• _Task instructions_
Would you copy out the whole listing exactly as given?
BEGIN
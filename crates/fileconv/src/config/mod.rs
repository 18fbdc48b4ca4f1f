pub mod loader;
pub mod schema;

pub use loader::{
    default_config_path, load_config, load_config_from_str, load_config_or_default,
    validate_config,
};
pub use schema::{
    Config, LogFormat, LoggingConfig, OutputConfig, TimeoutsConfig, ToolConfig, ToolsConfig,
};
END
• _Output of the exercise_
filename crates/fileconv/src/config/mod.rs
repository 18fbdc48b4ca4f1f
pub mod loader;
pub mod schema;

pub use loader::{
    default_config_path, load_config, load_config_from_str, load_config_or_default,
    validate_config,
};
pub use schema::{
    Config, LogFormat, LoggingConfig, OutputConfig, TimeoutsConfig, ToolConfig, ToolsConfig,
};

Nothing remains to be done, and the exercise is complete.